Bab 6

4.7K 263 20
                                    

Bab 6

Hiro langsung kembali ke rumah sakit saat mendapat kabar jika istrinya sudah siuman. 

Hiro membuka pintu kamar ruang rawat istrinya kemudian menghampiri ranjang tempat istrinya berbaring. 

"Sayang, kamu sudah sadar?"  

Hiro segera bertanya saat tiba di samping tempat tidur istrinya. Tangan dingin pria itu menggenggam tangan sang istri yang tidak tertusuk jarum infus. Pria itu mengecup beberapa kali punggung tangan sang istri  sampai tidak sadar jika air matanya sudah menetes.

Ini adalah air mata bahagia. Hiro tentu saja bahagia mendapati istrinya sudah sadar. Penantiannya selama satu bulan lebih akhirnya membuahkan hasil.

"Apa kamu berharap aku mati, Mas?" 

Hiro membeku ketika mendengar tanya bernada dingin dari istrinya. Hiro menatap perban yang menutup mata sang istri dengan tatapan tak percaya akan pertanyaan Elina yang begitu menusuk jantungnya.

"Sayang, kamu bicara apa? Mas tidak mungkin berharap kamu meninggal." Hiro tanpa sadar menggenggam erat tangan istrinya. Jantungnya terasa diremas kala Elina berusaha melepaskan genggaman tangan mereka. 

"Siapa yang tahu. Aku bahkan berharap, Tuhan mencabut nyawaku." Elina tersenyum sendu. "Tapi sayangnya, Tuhan masih menginginkan aku berada di dunia ini untuk menikmati penderitaan," tandasnya dingin. 

"Elina!" Hiro membentak marah ketika mendengar ucapan istrinya. Hiro tidak terima dengan keinginan Elina yang ingin cepat menghadap Tuhan daripada bertahan bersamanya di dunia ini.

"Tidak perlu marah, Mas. Aku hanya menyampaikan isi hati dan pikiranku." Elina berucap dengan suara pelan. "Aku benar-benar tidak ingin hidup lagi. Mati dengan seribu luka fisik lebih baik daripada hidup dengan satu luka."
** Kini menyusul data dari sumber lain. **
//! Layer1: absorption confirmation for active trap setups

pub mod engine;
pub mod metrics;

pub use engine::{run_layer1, AbsorptionEngine, Layer1Feeds};
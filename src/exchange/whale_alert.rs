//! Whale Alert stablecoin exchange-inflow estimate

use async_trait::async_trait;
use reqwest::Client;
use serde::Deserialize;
use serde_json::Value;

use super::http::{get_json, join};
use super::StablecoinFlowSource;
use crate::config::{ExchangeEndpoints, WhaleAlertConfig};
use crate::error::{Error, Result};
use crate::types::{now_ms, StablecoinFlowObservation};

pub const NAME: &str = "whale_alert";

/// Look-back for each poll
const LOOKBACK_SECONDS: i64 = 120;

#[derive(Debug, Deserialize)]
struct TransactionsResponse {
    #[serde(default)]
    transactions: Vec<Transaction>,
}

#[derive(Debug, Deserialize)]
struct Transaction {
    #[serde(default)]
    to: Option<Owner>,
    #[serde(default)]
    amount_usd: Option<f64>,
}

#[derive(Debug, Deserialize)]
struct Owner {
    #[serde(default)]
    owner_type: Option<String>,
}

pub struct WhaleAlertClient {
    http: Client,
    base_url: String,
    api_key: String,
    min_transfer_usd: f64,
}

impl WhaleAlertClient {
    pub fn new(http: Client, endpoints: &ExchangeEndpoints, config: &WhaleAlertConfig) -> Self {
        Self {
            http,
            base_url: endpoints.whale_alert_rest.trim_end_matches('/').to_string(),
            api_key: config.api_key.clone(),
            min_transfer_usd: config.min_transfer_usd,
        }
    }
}

#[async_trait]
impl StablecoinFlowSource for WhaleAlertClient {
    fn name(&self) -> &str {
        NAME
    }

    async fn fetch_inflow_usd(&self) -> Result<StablecoinFlowObservation> {
        if self.api_key.is_empty() {
            return Err(Error::MissingCredential("WHALE_ALERT_API_KEY".to_string()));
        }

        let now_s = now_ms() / 1000;
        let params = [
            ("api_key", self.api_key.clone()),
            ("start", (now_s - LOOKBACK_SECONDS).to_string()),
            ("currency", "usdt".to_string()),
            ("min_value", (self.min_transfer_usd as i64).to_string()),
        ];
        let payload = get_json(&self.http, &join(&self.base_url, "/transactions"), &params).await?;

        Ok(StablecoinFlowObservation {
            source: NAME.to_string(),
            inflow_usd: exchange_inflow_usd(payload)?,
            ts_ms: now_s * 1000,
        })
    }
}

/// Sum USD value of transfers landing on exchange-owned wallets
fn exchange_inflow_usd(payload: Value) -> Result<f64> {
    let response: TransactionsResponse =
        serde_json::from_value(payload).map_err(|e| Error::Decode(format!("whale alert: {}", e)))?;

    Ok(response
        .transactions
        .iter()
        .filter(|tx| {
            tx.to
                .as_ref()
                .and_then(|to| to.owner_type.as_deref())
                .is_some_and(|owner| owner.eq_ignore_ascii_case("exchange"))
        })
        .filter_map(|tx| tx.amount_usd)
        .sum())
}

#[cfg(test)]
mod tests {
    use super::*;
    use serde_json::json;

    #[test]
    fn test_sums_only_exchange_destinations() {
        let payload = json!({
            "result": "success",
            "transactions": [
                {"to": {"owner_type": "exchange"}, "amount_usd": 2_500_000.0},
                {"to": {"owner_type": "unknown"}, "amount_usd": 9_000_000.0},
                {"to": {"owner_type": "Exchange"}, "amount_usd": 1_000_000.0},
                {"to": null, "amount_usd": 5_000_000.0},
                {"to": {"owner_type": "exchange"}}
            ]
        });
        assert_eq!(exchange_inflow_usd(payload).unwrap(), 3_500_000.0);
        assert_eq!(exchange_inflow_usd(json!({})).unwrap(), 0.0);
    }

    #[tokio::test]
    async fn test_missing_api_key_is_error() {
        let client = WhaleAlertClient::new(
            Client::new(),
            &ExchangeEndpoints::default(),
            &WhaleAlertConfig::default(),
        );
        let err = client.fetch_inflow_usd().await.unwrap_err();
        assert!(matches!(err, Error::MissingCredential(_)));
    }
}
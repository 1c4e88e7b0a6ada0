//! Per-layer health counters
//!
//! Each layer owns one `Arc<HealthCounters>`; its workers bump counters in
//! place and the reporting side reads consistent-enough snapshots without
//! taking a lock on the hot path.

use dashmap::DashMap;
use serde::Serialize;
use std::collections::BTreeMap;
use std::sync::atomic::{AtomicI64, AtomicU64, Ordering};

#[derive(Debug, Default)]
pub struct HealthCounters {
    reconnects: DashMap<String, u64>,
    stale_cycles: AtomicU64,
    queue_drops: AtomicU64,
    emitted_events: AtomicU64,
    /// 0 means nothing emitted yet
    last_emitted_ts_ms: AtomicI64,
}

/// Point-in-time copy of a layer's counters
#[derive(Debug, Clone, PartialEq, Default, Serialize)]
pub struct HealthSnapshot {
    pub reconnects: BTreeMap<String, u64>,
    pub stale_cycles: u64,
    pub queue_drops: u64,
    pub emitted_events: u64,
    pub last_emitted_ts_ms: Option<i64>,
}

impl HealthSnapshot {
    pub fn reconnect_total(&self) -> u64 {
        self.reconnects.values().sum()
    }
}

impl HealthCounters {
    pub fn new() -> Self {
        Self::default()
    }

    pub fn increment_reconnect(&self, name: &str) {
        *self.reconnects.entry(name.to_string()).or_insert(0) += 1;
    }

    pub fn increment_stale_cycles(&self) {
        self.stale_cycles.fetch_add(1, Ordering::Relaxed);
    }

    pub fn increment_queue_drops(&self) {
        self.queue_drops.fetch_add(1, Ordering::Relaxed);
    }

    /// Record an emission at `ts_ms`
    pub fn mark_emitted(&self, ts_ms: i64) {
        self.last_emitted_ts_ms.store(ts_ms, Ordering::Relaxed);
        self.emitted_events.fetch_add(1, Ordering::Relaxed);
    }

    pub fn reconnects(&self, name: &str) -> u64 {
        self.reconnects.get(name).map(|v| *v).unwrap_or(0)
    }

    pub fn reconnect_total(&self) -> u64 {
        self.reconnects.iter().map(|entry| *entry.value()).sum()
    }

    pub fn stale_cycles(&self) -> u64 {
        self.stale_cycles.load(Ordering::Relaxed)
    }

    pub fn queue_drops(&self) -> u64 {
        self.queue_drops.load(Ordering::Relaxed)
    }

    pub fn emitted_events(&self) -> u64 {
        self.emitted_events.load(Ordering::Relaxed)
    }

    pub fn last_emitted_ts_ms(&self) -> Option<i64> {
        match self.last_emitted_ts_ms.load(Ordering::Relaxed) {
            0 => None,
            ts => Some(ts),
        }
    }

    pub fn snapshot(&self) -> HealthSnapshot {
        HealthSnapshot {
            reconnects: self
                .reconnects
                .iter()
                .map(|entry| (entry.key().clone(), *entry.value()))
                .collect(),
            stale_cycles: self.stale_cycles(),
            queue_drops: self.queue_drops(),
            emitted_events: self.emitted_events(),
            last_emitted_ts_ms: self.last_emitted_ts_ms(),
        }
    }
}

#[cfg(test)]
mod tests {
    use super::*;

    #[test]
    fn test_reconnects_by_name() {
        let health = HealthCounters::new();
        health.increment_reconnect("binance");
        health.increment_reconnect("binance");
        health.increment_reconnect("bybit");

        assert_eq!(health.reconnects("binance"), 2);
        assert_eq!(health.reconnects("okx"), 0);
        assert_eq!(health.reconnect_total(), 3);
    }

    #[test]
    fn test_mark_emitted() {
        let health = HealthCounters::new();
        assert_eq!(health.last_emitted_ts_ms(), None);

        health.mark_emitted(1_700_000_000_000);
        health.mark_emitted(1_700_000_001_000);

        let snap = health.snapshot();
        assert_eq!(snap.emitted_events, 2);
        assert_eq!(snap.last_emitted_ts_ms, Some(1_700_000_001_000));
    }
}
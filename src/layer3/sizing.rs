//! Confidence-scaled position sizing

use crate::config::SizingConfig;
use crate::types::{clamp, clamp01, PrePumpEvent};

use super::planner::round_to;

/// Blend of upstream scores used for sizing
pub fn chain_confidence(event: &PrePumpEvent) -> f64 {
    let raw = &event.raw;
    let regime = raw.source_trap_raw().regime_score(event.direction);
    clamp01(0.3 * raw.source_trap_score + 0.3 * raw.absorption_score + 0.2 * event.score + 0.2 * regime)
}

/// Quantity multiplier; 1.0 when sizing is disabled
pub fn size_multiplier(event: &PrePumpEvent, config: &SizingConfig) -> f64 {
    if !config.enabled {
        return 1.0;
    }
    let (lo, hi) = (config.min_multiplier, config.max_multiplier);
    let mut multiplier = clamp(lo + (hi - lo) * chain_confidence(event), lo, hi);
    if event.degraded || event.raw.chain_degraded() {
        multiplier *= config.degraded_factor;
    }
    multiplier
}

pub fn sized_quantity(base_quantity: f64, multiplier: f64) -> f64 {
    round_to(base_quantity * multiplier, 6)
}

#[cfg(test)]
mod tests {
    use super::*;
    use crate::types::{Direction, IgnitionBreakdown, IgnitionMeta};

    fn event(scores: (f64, f64, f64)) -> PrePumpEvent {
        PrePumpEvent {
            event_id: "pre-1".to_string(),
            ts_ms: 0,
            symbol: "BTCUSDT".to_string(),
            direction: Direction::Long,
            score: scores.2,
            passed: true,
            source_absorption_event_id: "abs-1".to_string(),
            source_trap_event_id: "trap-1".to_string(),
            components: IgnitionBreakdown::default(),
            raw: IgnitionMeta {
                source_trap_score: scores.0,
                absorption_score: scores.1,
                ..Default::default()
            },
            degraded: false,
            degrade_reason: None,
        }
    }

    fn enabled() -> SizingConfig {
        SizingConfig {
            enabled: true,
            ..Default::default()
        }
    }

    #[test]
    fn test_disabled_sizing_is_neutral() {
        assert_eq!(size_multiplier(&event((1.0, 1.0, 1.0)), &SizingConfig::default()), 1.0);
    }

    #[test]
    fn test_confidence_interpolates_between_bounds() {
        let config = enabled();
        // No regime score: 0.3 + 0.3 + 0.2 = 0.8
        let full = event((1.0, 1.0, 1.0));
        assert!((chain_confidence(&full) - 0.8).abs() < 1e-9);
        assert!((size_multiplier(&full, &config) - 1.3).abs() < 1e-9);

        let empty = event((0.0, 0.0, 0.0));
        assert_eq!(size_multiplier(&empty, &config), config.min_multiplier);
    }

    #[test]
    fn test_degraded_chain_is_cut() {
        let config = enabled();
        let mut ev = event((1.0, 1.0, 1.0));
        ev.raw.source_absorption_raw.source_trap_degraded = true;
        assert!((size_multiplier(&ev, &config) - 1.3 * 0.7).abs() < 1e-9);
        assert_eq!(sized_quantity(0.001, size_multiplier(&ev, &config)), 0.00091);
    }
}
//! Reconnect backoff and cancellable sleeps
//!
//! Every worker loop follows the same discipline: on failure sleep the
//! current backoff, double it up to the configured max, and reset to the
//! min on the next success. All waits race the shared stop signal.

use backoff::backoff::Backoff as _;
use backoff::{ExponentialBackoff, ExponentialBackoffBuilder};
use std::time::Duration;
use tokio_util::sync::CancellationToken;

use crate::config::BackoffConfig;

/// Deterministic doubling backoff (no jitter, never gives up)
#[derive(Debug)]
pub struct Backoff {
    inner: ExponentialBackoff,
    max: Duration,
}

impl Backoff {
    pub fn new(min: Duration, max: Duration) -> Self {
        let inner = ExponentialBackoffBuilder::new()
            .with_initial_interval(min)
            .with_multiplier(2.0)
            .with_randomization_factor(0.0)
            .with_max_interval(max)
            .with_max_elapsed_time(None)
            .build();
        Self { inner, max }
    }

    pub fn from_config(config: &BackoffConfig) -> Self {
        Self::new(config.min(), config.max())
    }

    /// Delay to wait now; advances the internal interval
    pub fn next_delay(&mut self) -> Duration {
        self.inner.next_backoff().unwrap_or(self.max).min(self.max)
    }

    /// Back to the minimum after a success
    pub fn reset(&mut self) {
        self.inner.reset();
    }
}

/// Sleep for `duration` unless `stop` fires first.
///
/// Returns `true` when the caller should exit.
pub async fn sleep_or_stop(stop: &CancellationToken, duration: Duration) -> bool {
    if duration.is_zero() {
        return stop.is_cancelled();
    }
    tokio::select! {
        _ = stop.cancelled() => true,
        _ = tokio::time::sleep(duration) => stop.is_cancelled(),
    }
}
use super::metrics;
use crate::config::Layer1Config;
use crate::error::{Error, Result};
use crate::exchange::{BookTickerStream, StablecoinFlowSource, TradeStream};
use crate::health::HealthCounters;
use crate::stream::{sleep_or_stop, Backoff, EventReceiver, EventSender};
use crate::types::{
    join_reasons, new_event_id, now_ms, AbsorptionBreakdown, AbsorptionEvent, AbsorptionMeta, CycleOutcome,
    OrderBookTick, StablecoinFlowObservation, TradeTick, TrapSetupEvent,
};

/// Upstream receive timeout; keeps the consumer responsive to stop
const RECV_TIMEOUT: Duration = Duration::from_millis(500);

/// Collaborators feeding Layer1
#[derive(Clone)]
pub struct Layer1Feeds {
    pub trades: Arc<dyn TradeStream>,
    pub book: Option<Arc<dyn BookTickerStream>>,
    pub stablecoin: Option<Arc<dyn StablecoinFlowSource>>,
}

#[derive(Debug, Default)]
pub struct Layer1State {
    active_setup: Option<TrapSetupEvent>,
    trades: VecDeque<TradeTick>,
    books: VecDeque<OrderBookTick>,
    stablecoin_flow: Option<StablecoinFlowObservation>,
    last_trade_error: Option<String>,
    last_book_error: Option<String>,
    last_stablecoin_error: Option<String>,
}

impl Layer1State {
    fn prune(&mut self, now_ms: i64, window_ms: i64) {
        let cutoff = now_ms - window_ms;
        while self.trades.front().is_some_and(|t| t.ts_ms < cutoff) {
            self.trades.pop_front();
        }
        while self.books.front().is_some_and(|b| b.ts_ms < cutoff) {
            self.books.pop_front();
        }
    }
}

pub struct AbsorptionEngine {
    config: Layer1Config,
    state: Arc<RwLock<Layer1State>>,
}

impl AbsorptionEngine {
    pub fn new(config: Layer1Config) -> Self {
        Self {
            config,
            state: Arc::new(RwLock::new(Layer1State::default())),
        }
    }

    pub fn shared_state(&self) -> Arc<RwLock<Layer1State>> {
        self.state.clone()
    }

    /// Adopt a trap setup if it passed and targets this symbol
    pub async fn offer_setup(&self, event: TrapSetupEvent) -> bool {
        if !event.passed || !event.symbol.eq_ignore_ascii_case(&self.config.symbol) {
            return false;
        }
        debug!(event_id = %event.event_id, direction = %event.direction, "Layer1 setup activated");
        self.state.write().await.active_setup = Some(event);
        true
    }

    pub async fn score_cycle(&self, now_ms: i64) -> CycleOutcome<AbsorptionEvent> {
        let config = &self.config;
        let thresholds = &config.thresholds;
        let mut state = self.state.write().await;
        state.prune(now_ms, config.trade_window_ms());

        let Some(setup) = state.active_setup.as_ref() else {
            return CycleOutcome::Skipped("no_setup");
        };
        if now_ms - setup.ts_ms > config.setup_ttl_ms() {
            debug!(event_id = %setup.event_id, "Layer1 setup expired");
            state.active_setup = None;
            return CycleOutcome::Skipped("setup_expired");
        }
        if state.trades.len() < config.min_trades_for_metrics {
            return CycleOutcome::Skipped("insufficient_trades");
        }

        let trades: Vec<TradeTick> = state.trades.iter().cloned().collect();
        let whale =
            metrics::compute_whale_net_flow_scores(&trades, thresholds.whale_notional_usd, thresholds.whale_flow_scale_usd);
        let twap = metrics::compute_twap_uniformity_scores(
            &trades,
            thresholds.whale_notional_usd,
            thresholds.twap_interval_cv_limit,
        );
        let cvd = metrics::compute_cvd_scores(&trades, thresholds.cvd_scale_usd);

        let mut reasons: Vec<String> = Vec::new();
        reasons.extend(state.last_trade_error.clone());

        let mut stablecoin_usd = None;
        let mut stablecoin_score = 0.0;
        if config.whale_alert.enabled {
            match &state.stablecoin_flow {
                Some(observation) => {
                    stablecoin_usd = Some(observation.inflow_usd);
                    stablecoin_score = metrics::compute_stablecoin_inflow_score(
                        observation.inflow_usd,
                        thresholds.stablecoin_inflow_scale_usd,
                    );
                }
                None => reasons.push("WHALE_ALERT_NO_DATA".to_string()),
            }
            reasons.extend(state.last_stablecoin_error.clone());
        }

        let book = if config.enable_binance_orderbook {
            reasons.extend(state.last_book_error.clone());
            let books: Vec<OrderBookTick> = state.books.iter().cloned().collect();
            metrics::compute_orderbook_imbalance(&books)
        } else {
            metrics::OrderbookImbalance::default()
        };

        let breakdown = AbsorptionBreakdown {
            whale_net_flow_long: whale.long,
            whale_net_flow_short: whale.short,
            twap_uniformity_long: twap.long,
            twap_uniformity_short: twap.short,
            cvd_long: cvd.long,
            cvd_short: cvd.short,
            stablecoin_inflow: stablecoin_score,
            hidden_divergence_long: cvd.hidden_long,
            hidden_divergence_short: cvd.hidden_short,
            orderbook_imbalance_long: book.long,
            orderbook_imbalance_short: book.short,
        };

        let direction = setup.direction;
        let score = metrics::compute_absorption_score(&breakdown, direction, &config.weights);
        if !metrics::passes_absorption_gate(&breakdown, direction, score, thresholds) {
            debug!(direction = %direction, score, "Layer1 gate not met");
            return CycleOutcome::Rejected;
        }

        let raw = AbsorptionMeta {
            trade_count: trades.len(),
            whale_trade_count: twap.whale_count,
            whale_net_flow_usd: whale.net_flow_usd,
            twap_interval_cv: twap.interval_cv,
            cvd_delta_usd: cvd.delta_usd,
            price_delta_pct: cvd.price_delta_pct,
            stablecoin_inflow_usd: stablecoin_usd,
            orderbook_imbalance_avg: book.average,
            orderbook_tick_count: book.tick_count,
            current_price: trades.iter().max_by_key(|t| t.ts_ms).map(|t| t.price),
            source_trap_score: setup.score,
            source_trap_degraded: setup.degraded,
            source_trap_raw: setup.raw.clone(),
        };

        CycleOutcome::Emit(AbsorptionEvent {
            event_id: new_event_id(),
            ts_ms: now_ms,
            symbol: config.symbol.clone(),
            direction,
            score,
            passed: true,
            source_trap_event_id: setup.event_id.clone(),
            components: breakdown,
            raw,
            degraded: !reasons.is_empty(),
            degrade_reason: join_reasons(&reasons),
        })
    }
}
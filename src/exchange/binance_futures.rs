//! Signed Binance USDⓈ-M order placement for live execution
//!
//! Requests are signed with HMAC-SHA256 over the exact query string and
//! carry the API key in `X-MBX-APIKEY`.

use async_trait::async_trait;
use hmac::{Hmac, Mac};
use reqwest::Client;
use serde_json::Value;
use sha2::Sha256;
use tracing::{debug, info};

use super::{parse_f64, OrderClient, OrderRequest, OrderResponse};
use crate::config::{BinanceCredentials, ExchangeEndpoints};
use crate::error::{Error, Result};
use crate::types::now_ms;

type HmacSha256 = Hmac<Sha256>;

pub const NAME: &str = "binance_futures";

const TESTNET_REST: &str = "https://testnet.binancefuture.com";
const RECV_WINDOW_MS: u64 = 5000;

pub struct BinanceFuturesClient {
    http: Client,
    base_url: String,
    api_key: String,
    api_secret: String,
}

impl BinanceFuturesClient {
    /// Fails fast when credentials are missing; live mode cannot start without them
    pub fn new(http: Client, endpoints: &ExchangeEndpoints, credentials: &BinanceCredentials) -> Result<Self> {
        if credentials.api_key.is_empty() || credentials.api_secret.is_empty() {
            return Err(Error::MissingCredential(
                "BINANCE_API_KEY/BINANCE_API_SECRET are required for live execution".to_string(),
            ));
        }

        let base_url = if credentials.testnet {
            TESTNET_REST.to_string()
        } else {
            endpoints.binance_rest.trim_end_matches('/').to_string()
        };
        info!(base_url = %base_url, testnet = credentials.testnet, "Binance futures order client ready");

        Ok(Self {
            http,
            base_url,
            api_key: credentials.api_key.clone(),
            api_secret: credentials.api_secret.clone(),
        })
    }

    fn sign(&self, query: &str) -> Result<String> {
        let mut mac = HmacSha256::new_from_slice(self.api_secret.as_bytes())
            .map_err(|e| Error::Config(format!("Invalid API secret: {}", e)))?;
        mac.update(query.as_bytes());
        Ok(hex::encode(mac.finalize().into_bytes()))
    }
}

/// Order parameters in Binance's field names, in a stable order
fn order_params(request: &OrderRequest, timestamp_ms: i64) -> Vec<(&'static str, String)> {
    let mut params = vec![
        ("symbol", request.symbol.clone()),
        ("side", request.side.as_str().to_string()),
        ("type", request.order_type.as_str().to_string()),
        ("quantity", request.quantity.to_string()),
    ];
    if let Some(stop_price) = request.stop_price {
        params.push(("stopPrice", stop_price.to_string()));
    }
    if request.reduce_only {
        params.push(("reduceOnly", "true".to_string()));
    }
    if let Some(working_type) = &request.working_type {
        params.push(("workingType", working_type.clone()));
    }
    params.push(("recvWindow", RECV_WINDOW_MS.to_string()));
    params.push(("timestamp", timestamp_ms.to_string()));
    params
}

fn encode_query(params: &[(&str, String)]) -> String {
    let mut serializer = url::form_urlencoded::Serializer::new(String::new());
    for (key, value) in params {
        serializer.append_pair(key, value);
    }
    serializer.finish()
}

fn parse_order_response(raw: Value) -> OrderResponse {
    let order_id = raw.get("orderId").and_then(|v| match v {
        Value::Number(n) => Some(n.to_string()),
        Value::String(s) => Some(s.clone()),
        _ => None,
    });
    OrderResponse {
        order_id,
        avg_price: raw.get("avgPrice").and_then(parse_f64),
        price: raw.get("price").and_then(parse_f64),
        raw,
    }
}

impl BinanceFuturesClient {
    /// Signed account check; returns the number of asset balances
    pub async fn account_balance_count(&self) -> Result<usize> {
        let query = encode_query(&[
            ("recvWindow", RECV_WINDOW_MS.to_string()),
            ("timestamp", now_ms().to_string()),
        ]);
        let signature = self.sign(&query)?;
        let url = format!("{}/fapi/v2/balance?{}&signature={}", self.base_url, query, signature);

        let response = self
            .http
            .get(&url)
            .header("X-MBX-APIKEY", &self.api_key)
            .send()
            .await?;
        let status = response.status();
        if !status.is_success() {
            return Err(Error::HttpStatus {
                status: status.as_u16(),
                endpoint: "/fapi/v2/balance".to_string(),
            });
        }
        let body: Value = response.json().await?;
        Ok(body.as_array().map(Vec::len).unwrap_or(0))
    }
}

#[async_trait]
impl OrderClient for BinanceFuturesClient {
    fn name(&self) -> &str {
        NAME
    }

    async fn create_order(&self, request: &OrderRequest) -> Result<OrderResponse> {
        let query = encode_query(&order_params(request, now_ms()));
        let signature = self.sign(&query)?;
        let url = format!("{}/fapi/v1/order?{}&signature={}", self.base_url, query, signature);

        debug!(
            symbol = %request.symbol,
            side = request.side.as_str(),
            order_type = request.order_type.as_str(),
            quantity = request.quantity,
            "Placing order"
        );

        let response = self
            .http
            .post(&url)
            .header("X-MBX-APIKEY", &self.api_key)
            .send()
            .await?;
        let status = response.status();
        let body: Value = response.json().await?;

        if !status.is_success() {
            let msg = body.get("msg").and_then(Value::as_str).unwrap_or("unknown error");
            let code = body.get("code").cloned().unwrap_or(Value::Null);
            return Err(Error::OrderPlacement(format!(
                "{} {} rejected ({}): {} [{}]",
                request.order_type.as_str(),
                request.side.as_str(),
                status.as_u16(),
                msg,
                code
            )));
        }

        Ok(parse_order_response(body))
    }
}

#[cfg(test)]
mod tests {
    use super::*;
    use crate::exchange::{OrderSide, OrderType};
    use serde_json::json;

    fn credentials() -> BinanceCredentials {
        BinanceCredentials {
            api_key: "key".to_string(),
            api_secret: "NhqPtmdSJYdKjVHjA7PZj4Mge3R5YNiP1e3UZjInClVN65XAbvqqM6A7H5fATj0j".to_string(),
            testnet: false,
        }
    }

    #[test]
    fn test_missing_credentials_rejected() {
        let result = BinanceFuturesClient::new(
            Client::new(),
            &ExchangeEndpoints::default(),
            &BinanceCredentials::default(),
        );
        assert!(matches!(result, Err(Error::MissingCredential(_))));
    }

    #[test]
    fn test_signature_matches_documented_example() {
        let client = BinanceFuturesClient::new(Client::new(), &ExchangeEndpoints::default(), &credentials()).unwrap();
        let query = "symbol=LTCBTC&side=BUY&type=LIMIT&timeInForce=GTC&quantity=1&price=0.1&recvWindow=5000&timestamp=1499827319559";
        assert_eq!(
            client.sign(query).unwrap(),
            "c8db56825ae71d6d79447849e617115f4a920fa2acdcab2b053c4b2838bd6b71"
        );
    }

    #[test]
    fn test_exit_order_params() {
        let request = OrderRequest::exit("BTCUSDT", OrderSide::Sell, OrderType::StopMarket, 62_680.0, 0.001);
        let query = encode_query(&order_params(&request, 1_700_000_000_000));
        assert_eq!(
            query,
            "symbol=BTCUSDT&side=SELL&type=STOP_MARKET&quantity=0.001&stopPrice=62680&reduceOnly=true&workingType=MARK_PRICE&recvWindow=5000&timestamp=1700000000000"
        );
    }

    #[test]
    fn test_parse_order_response() {
        let response = parse_order_response(json!({"orderId": 283194212, "avgPrice": "62961.40", "price": "0"}));
        assert_eq!(response.order_id.as_deref(), Some("283194212"));
        assert_eq!(response.fill_price(), Some(62_961.4));
    }

    #[test]
    fn test_testnet_base_url() {
        let mut creds = credentials();
        creds.testnet = true;
        let client = BinanceFuturesClient::new(Client::new(), &ExchangeEndpoints::default(), &creds).unwrap();
        assert_eq!(client.base_url, TESTNET_REST);
    }
}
Hiro segera memeluk tubuh istrinya. Hiro tidak tahu mengapa istrinya terlihat putus asa saat sadar dari koma. Mungkin Elina merasa frustrasi karena untuk sementara matanya tak bisa melihat, pikir Hiro. Pria itu mencoba menenangkan dirinya dengan spekulasi yang ia buat sendiri dalam hati dan pikirannya.

"Tolong Mas, lepaskan. Kamu tahu rasanya tertusuk duri?" Elina bertanya. "Rasanya sakit. Sama seperti saat ini kamu memeluk aku. Rasanya seperti memeluk duri," gumamnya lirih. Elina masih berusaha dengan susah payah melepaskan dekapan Hiro pada tubuhnya. Namun, pria itu enggan melakukannya.

"Tidak, Sayang. Mas mohon jangan minta mas untuk melepaskan pelukan ini. Mas rindu kamu."

"Saat aku masih sehat dulu, Mas ke mana? Mas selalu pergi. Ada ataupun tidak ada Mas di sini, itu tidak akan berarti lagi." 

"Sayang--"

"Ke mana kamu waktu malam aku kecelakaan?" sela Elina. Sebuah pertanyaan sederhana yang sudah ia ketahui jawabannya namun mampu membuat tubuh Hiro  membeku sesaat.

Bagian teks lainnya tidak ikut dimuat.